Today, I read Chapter 5&6(6.1 6.2) to find something useful which could be used in my research.

Summary

Chapter 5 Application

Quantitative measures of performance

RMSE: the square root of MSE so that it is in the same units as the original data

: the proportion of the information in the data that is explained by the model. It is a measure of correlation, not accuracy.

The variance-bias trade-off: high variance or high bias, that is a question. Increasing bias can reduce model variance.

Chapter 6 Application

Ordinary linear regression finds parameter estimates that have minimum bias, whereas ridge regression, the lasso, and the elastic net find estimates that have lower variance.

Linear regression:

SSE: sum-of-squared errors.

When there are highly correlated predictors, we should remove one of the offending predictors or find models which can tolerate collinearity.

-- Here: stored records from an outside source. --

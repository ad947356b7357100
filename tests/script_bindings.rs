use std::cell::RefCell;
use std::rc::Rc;

use goshawk_plugin::bindings::{register_api, PluginApi};
use goshawk_plugin::{
    Core, EntityKind, EntityPayload, EventArgs, EventKind, GlobalEvent, ScriptHook, ScriptRuntime,
};
use rhai::{Dynamic, FnPtr, INT};

fn hook(name: &str) -> ScriptHook {
    ScriptHook::new(FnPtr::new(name).expect("valid function name"))
}

#[test]
fn scripts_create_entities_and_read_their_properties() {
    let mut core = Core::with_defaults();
    let mut rt = ScriptRuntime::new();
    let api = PluginApi::new(&mut core, &rt);
    register_api(rt.engine_mut(), api);
    rt.load(
        r#"
        fn probe() {
            let v = create_vehicle(411, 1, 0.0, 1.0, 2.0, 90.0);
            v.persistent = true;
            v.gtag = "taxi";
            v.ltag = "mine";
            [v.id, v.active, v.gtag, v.ltag, v.refs, v.prefs, v.max]
        }
        "#,
    )
    .expect("compile script");

    let result = rt.call(&hook("probe"), Vec::new()).expect("script runs");
    let values = result.into_array().expect("array result");
    assert_eq!(values[0].as_int().unwrap(), 0);
    assert!(values[1].as_bool().unwrap());
    assert_eq!(values[2].clone().into_string().unwrap(), "taxi");
    assert_eq!(values[3].clone().into_string().unwrap(), "mine");
    assert_eq!(values[4].as_int().unwrap(), 1);
    assert_eq!(values[5].as_int().unwrap(), 1);
    assert_eq!(values[6].as_int().unwrap() as usize, core.pool(EntityKind::Vehicle).capacity());
    assert!(core.verify(EntityKind::Vehicle, 0));
}

#[test]
fn invalid_creation_arguments_raise_catchable_script_errors() {
    let mut core = Core::with_defaults();
    let mut rt = ScriptRuntime::new();
    let api = PluginApi::new(&mut core, &rt);
    register_api(rt.engine_mut(), api);
    rt.load(
        r#"
        fn attempt() {
            try {
                create_vehicle(0, 1, 0.0, 0.0, 0.0, 0.0);
                false
            } catch (err) {
                true
            }
        }
        "#,
    )
    .expect("compile script");

    let caught = rt.call(&hook("attempt"), Vec::new()).expect("script runs");
    assert!(caught.as_bool().unwrap());
    assert_eq!(core.pool(EntityKind::Vehicle).active_count(), 0);
}

#[test]
fn scripts_wire_global_events_with_filters_and_hooks() {
    let mut core = Core::with_defaults();
    let mut rt = ScriptRuntime::new();
    let api = PluginApi::new(&mut core, &rt);
    let log = Rc::new(RefCell::new(Vec::new()));
    let sink = log.clone();
    register_api(rt.engine_mut(), api);
    rt.engine_mut().register_fn("record", move |value: INT| sink.borrow_mut().push(value));
    rt.load(
        r#"
        fn on_chat(player, message) { record(player); }

        fn wire(target) {
            let ev = GameEvent("player_chat");
            ev.on_trigger(Fn("on_chat"));
            ev.stride = 1;
            let filter = ev.player_filter();
            filter.include(target);
            ev
        }
        "#,
    )
    .expect("compile script");

    assert!(core.activate(EntityKind::Player, 0, false, EntityPayload::None));
    assert!(core.activate(EntityKind::Player, 1, false, EntityPayload::None));
    let target = goshawk_plugin::Reference::new(&mut core, EntityKind::Player, 1);

    let wired = rt
        .call(&hook("wire"), vec![Dynamic::from(target.clone())])
        .expect("script runs");
    let event = wired.try_cast::<GlobalEvent>().expect("event handle");
    assert_eq!(event.event_type(), EventKind::PlayerChat);
    assert_eq!(event.filter_count(EntityKind::Player), 1);

    core.raise(&rt, EventKind::PlayerChat, EventArgs::PlayerText {
        player: 0,
        text: "ignored".to_string(),
    });
    core.raise(&rt, EventKind::PlayerChat, EventArgs::PlayerText {
        player: 1,
        text: "heard".to_string(),
    });
    assert_eq!(*log.borrow(), vec![1]);
}
use std::cell::RefCell;
use std::collections::HashMap;
use std::rc::Weak;

use log::error;
use rhai::Dynamic;

use crate::entity::{EntityKind, EntityPayload};
use crate::events::EventKind;
use crate::reference::RefNode;
use crate::signal::Signal;

/// One element of a fixed-capacity entity table. `id` is `Some(index)` for
/// exactly as long as the entity is live; the chain holds every reference
/// node currently bound here, live or persistently disabled.
pub struct Slot {
    pub(crate) id: Option<u32>,
    pub(crate) owned: bool,
    pub(crate) fresh: bool,
    pub(crate) tag: String,
    pub(crate) data: Dynamic,
    pub(crate) payload: EntityPayload,
    pub(crate) chain: Vec<Weak<RefCell<RefNode>>>,
    signals: HashMap<EventKind, Signal>,
}

impl Slot {
    fn new() -> Slot {
        Slot {
            id: None,
            owned: false,
            fresh: true,
            tag: String::new(),
            data: Dynamic::UNIT,
            payload: EntityPayload::None,
            chain: Vec::new(),
            signals: HashMap::new(),
        }
    }

    pub fn signal(&self, event: EventKind) -> Option<&Signal> {
        self.signals.get(&event)
    }

    pub fn signal_mut(&mut self, event: EventKind) -> &mut Signal {
        self.signals.entry(event).or_default()
    }

    fn clear_signals(&mut self) {
        for signal in self.signals.values_mut() {
            signal.clear();
        }
        self.signals.clear();
    }
}

/// Fixed-capacity table of slots for one entity kind.
pub struct Pool {
    kind: EntityKind,
    slots: Vec<Slot>,
}

impl Pool {
    pub fn new(kind: EntityKind, capacity: usize) -> Pool {
        let mut slots = Vec::with_capacity(capacity);
        slots.resize_with(capacity, Slot::new);
        Pool { kind, slots }
    }

    pub fn kind(&self) -> EntityKind {
        self.kind
    }

    pub fn capacity(&self) -> usize {
        self.slots.len()
    }

    /// True iff `id` denotes a slot that was activated and not yet
    /// deactivated.
    pub fn verify(&self, id: i64) -> bool {
        id >= 0
            && (id as usize) < self.slots.len()
            && self.slots[id as usize].id == Some(id as u32)
    }

    pub fn first_free(&self) -> Option<u32> {
        self.slots.iter().position(|slot| slot.id.is_none()).map(|i| i as u32)
    }

    pub fn active_count(&self) -> usize {
        self.slots.iter().filter(|slot| slot.id.is_some()).count()
    }

    pub(crate) fn slot(&self, id: u32) -> &Slot {
        &self.slots[id as usize]
    }

    pub(crate) fn slot_mut(&mut self, id: u32) -> &mut Slot {
        &mut self.slots[id as usize]
    }

    /// Bring a slot to life. Persistent references still chained here from a
    /// previous life get their id restored; anything else left in the chain
    /// is stale and gets dropped.
    pub fn activate(&mut self, id: i64, owned: bool, payload: EntityPayload) -> bool {
        if id < 0 || id as usize >= self.slots.len() {
            error!("cannot activate <{}> instance with invalid identifier {id}", self.kind.name());
            return false;
        }
        if self.verify(id) {
            error!("cannot activate an already active <{}> instance {id}", self.kind.name());
            return false;
        }
        let index = id as u32;
        let slot = &mut self.slots[index as usize];
        slot.chain.retain(|weak| match weak.upgrade() {
            Some(node) => {
                let mut node = node.borrow_mut();
                if node.persistent {
                    node.id = Some(index);
                    true
                } else {
                    node.id = None;
                    false
                }
            }
            None => false,
        });
        slot.id = Some(index);
        slot.owned = owned;
        if slot.fresh {
            slot.tag.clear();
            slot.data = Dynamic::UNIT;
            slot.fresh = false;
        }
        slot.payload = payload;
        true
    }

    /// Tear a slot down. Persistent references go id-unknown but stay
    /// chained for a later resurrection; the rest are evicted and become
    /// permanently dangling. Does not fire any signal; the owning context
    /// announces destruction before calling this.
    pub fn deactivate(&mut self, id: i64) -> bool {
        if !self.verify(id) {
            error!(
                "cannot deactivate an already inactive <{}> instance {id}",
                self.kind.name()
            );
            return false;
        }
        let slot = &mut self.slots[id as usize];
        slot.chain.retain(|weak| match weak.upgrade() {
            Some(node) => {
                let mut node = node.borrow_mut();
                node.id = None;
                node.persistent
            }
            None => false,
        });
        slot.id = None;
        slot.payload = EntityPayload::None;
        slot.clear_signals();
        true
    }

    /// Creation-time payload of a live entity.
    pub fn payload(&self, id: i64) -> Option<&EntityPayload> {
        self.verify(id).then(|| &self.slots[id as usize].payload)
    }

    /// Whether a live entity was created through the plugin rather than
    /// showing up in a server pool notification.
    pub fn owned(&self, id: i64) -> bool {
        self.verify(id) && self.slots[id as usize].owned
    }

    /// Mark a slot so its next activation starts with clean tag/data again.
    pub fn set_fresh(&mut self, id: i64) {
        if id >= 0 && (id as usize) < self.slots.len() {
            self.slots[id as usize].fresh = true;
        }
    }

    pub(crate) fn clear_all_signals(&mut self) {
        for slot in &mut self.slots {
            slot.clear_signals();
        }
    }
}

Tomorrow, I will read more of the book to frame questions.

11/29/2016

Chapter 4 application

Today, I read Chapter 4 to find something which could be used in my research.

Summary

Over-fitting

Model tuning: tune an appropriate value of a tuning parameter

Data splitting: maximum dissimilarity sampling

Common steps in model building:

1. Pre-processing the predictor data

2. Estimating model parameters

3. Selecting predictors for the model

4. Evaluating model performance

5. Fine tuning class prediction rules (via ROC curves, etc)

Resampling techniques:

1. K-fold cross validation

2. Generalized cross validation (approximate the leave-one-out error rate)

For example, in the last leave-one-out cross validation, df=1 and n=12.

3. Repeated training/testing splits

4. Bootstrap

Choose final tuning parameters with different considerations of various factors

Choosing between models:
1. Start with several models that are the least interpretable and most flexible.

2. investigate simpler models that are less opaque

3. consider using simplest model that reasonably approximates the performance of the more complex methods

11/28/2016

Chapter 3 application 2

Today, I finished reading chapter 3 and found something which could be applied to my research. In addition, I looked into IP to try to know what do all the data mean. I have known some of them basically.

Summary

Tomorrow, I will read chapter 4 to find more information which may be useful for my research.

11/22/2016

Chapter 3 application

Today, I browsed the rest of the paper and started to look into the data. There are many ways of data pre-processing in chapter 3 and they can be applied into the log data.

Summary

paper:

Chapter 3:

1. Individual predictors:

Centering: the predictor has a zero mean

Scaling: each value of the predictor variable is divided by its standard deviation. Scaling the data coerce the values to have a common standard deviation of one.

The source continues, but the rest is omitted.